WORKING DATA: Begin

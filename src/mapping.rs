//! Column mapping: which sheet header feeds which transaction field.
//!
//! A `ColumnMapping` names headers. It is resolved once against the located
//! header row into column indices, after which rows are read as `MappedRow`
//! values keyed by field rather than by header text.

use serde::{Deserialize, Serialize};

use crate::error::{ExtractoError, Result};
use crate::models::Cell;

#[derive(Debug, Clone, PartialEq, Eq, Serialize, Deserialize)]
pub struct ColumnMapping {
    pub date: String,
    pub description: String,
    pub amount: String,
    #[serde(default)]
    pub category: Option<String>,
    #[serde(default, rename = "type")]
    pub kind: Option<String>,
}

impl ColumnMapping {
    pub fn new(date: &str, description: &str, amount: &str) -> Self {
        Self {
            date: date.to_string(),
            description: description.to_string(),
            amount: amount.to_string(),
            category: None,
            kind: None,
        }
    }

    pub fn with_category(mut self, header: &str) -> Self {
        self.category = Some(header.to_string());
        self
    }

    pub fn with_type(mut self, header: &str) -> Self {
        self.kind = Some(header.to_string());
        self
    }

    /// Resolve header names to column positions. Header comparison ignores
    /// surrounding whitespace; the first matching column wins.
    pub fn resolve(&self, headers: &[String]) -> Result<ResolvedMapping> {
        let find = |field: &'static str, name: &str| -> Result<usize> {
            position(headers, name).ok_or_else(|| ExtractoError::UnknownColumn {
                field,
                column: name.to_string(),
            })
        };
        let optional = |field: &'static str, name: &Option<String>| -> Result<Option<usize>> {
            match name.as_deref().map(str::trim) {
                None | Some("") => Ok(None),
                Some(n) => find(field, n).map(Some),
            }
        };

        Ok(ResolvedMapping {
            date: find("date", &self.date)?,
            description: find("description", &self.description)?,
            amount: find("amount", &self.amount)?,
            category: optional("category", &self.category)?,
            kind: optional("type", &self.kind)?,
        })
    }
}

fn position(headers: &[String], name: &str) -> Option<usize> {
    let name = name.trim();
    headers.iter().position(|h| h.trim() == name)
}

#[derive(Debug, Clone, Copy, PartialEq, Eq)]
pub struct ResolvedMapping {
    pub date: usize,
    pub description: usize,
    pub amount: usize,
    pub category: Option<usize>,
    pub kind: Option<usize>,
}

impl ResolvedMapping {
    /// Pull the mapped cells out of a raw row. Short rows yield `Cell::Empty`.
    pub fn extract(&self, row: &[Cell]) -> MappedRow {
        let cell = |idx: usize| row.get(idx).cloned().unwrap_or(Cell::Empty);
        MappedRow {
            date: cell(self.date),
            description: cell(self.description),
            amount: cell(self.amount),
            category: self.category.map(cell),
            kind: self.kind.map(cell),
        }
    }
}

/// One sheet row reduced to the fields the pipeline understands.
/// `category` and `kind` are `None` when the column is not mapped at all.
#[derive(Debug, Clone, PartialEq)]
pub struct MappedRow {
    pub date: Cell,
    pub description: Cell,
    pub amount: Cell,
    pub category: Option<Cell>,
    pub kind: Option<Cell>,
}

impl MappedRow {
    pub fn new(date: impl Into<Cell>, description: impl Into<Cell>, amount: impl Into<Cell>) -> Self {
        Self {
            date: date.into(),
            description: description.into(),
            amount: amount.into(),
            category: None,
            kind: None,
        }
    }

    pub fn with_category(mut self, cell: impl Into<Cell>) -> Self {
        self.category = Some(cell.into());
        self
    }

    pub fn with_type(mut self, cell: impl Into<Cell>) -> Self {
        self.kind = Some(cell.into());
        self
    }
}
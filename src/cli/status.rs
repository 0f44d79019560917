use extracto::db::{get_connection, ledger_totals};
use extracto::error::Result;
use extracto::fmt::amount;
use extracto::settings::load_settings;

pub fn run() -> Result<()> {
    let settings = load_settings();
    let db_path = settings.db_path();

    println!("Data dir:     {}", settings.data_dir);
    println!("Database:     {}", db_path.display());
    println!("Scan rows:    {}", settings.header_scan_rows);
    println!(
        "Categories:   {}",
        settings.categories_file.as_deref().unwrap_or("(built-in)")
    );

    if db_path.exists() {
        let conn = get_connection(&db_path)?;
        let (count, income, expense) = ledger_totals(&conn)?;
        let imports: i64 = conn.query_row("SELECT count(*) FROM imports", [], |r| r.get(0))?;

        println!();
        println!("Imports:       {imports}");
        println!("Transactions:  {count}");
        println!("Income:        {}", amount(income));
        println!("Expenses:      {}", amount(expense));
    } else {
        println!();
        println!("Database not found. Run `extracto init` to set up.");
    }

    Ok(())
}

WORKING DATA: End

◆ PROMPT: Could you find each line in the entries that contains the string "Serialize" and copy it?

◆ EXERCISE OUTPUT:
use serde::{Deserialize, Serialize};
#[derive(Debug, Clone, PartialEq, Eq, Serialize, Deserialize)]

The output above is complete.